-- Opening Marker --

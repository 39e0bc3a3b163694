//! Convenient re-exports of commonly used types from mongofake.
//!
//! ```ignore
//! use mongofake::prelude::*;
//! ```

pub use mongofake_core::{
    document::{DocumentExt, ID_FIELD, document_from_json, document_to_json},
    error::{MongoFakeError, MongoFakeResult},
    oid::{object_id_from_secs, object_id_from_time_str},
    options::{ClientOptions, ClientOptionsBuilder, Node},
    query::{FindOptions, FindOptionsBuilder, Selector, Sort, SortDirection},
    result::{RemoveResult, UpdateResult},
};
pub use mongofake_memory::{Client, Collection, Cursor, Database};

-- Closing Marker --

REQUIRED WORK:
Produce the material above again, word for word.

REPLY:
repository 39e0bc3a3b163694
//! Convenient re-exports of commonly used types from mongofake.
//!
//! ```ignore
//! use mongofake::prelude::*;
//! ```

pub use mongofake_core::{
    document::{DocumentExt, ID_FIELD, document_from_json, document_to_json},
    error::{MongoFakeError, MongoFakeResult},
    oid::{object_id_from_secs, object_id_from_time_str},
    options::{ClientOptions, ClientOptionsBuilder, Node},
    query::{FindOptions, FindOptionsBuilder, Selector, Sort, SortDirection},
    result::{RemoveResult, UpdateResult},
};
pub use mongofake_memory::{Client, Collection, Cursor, Database};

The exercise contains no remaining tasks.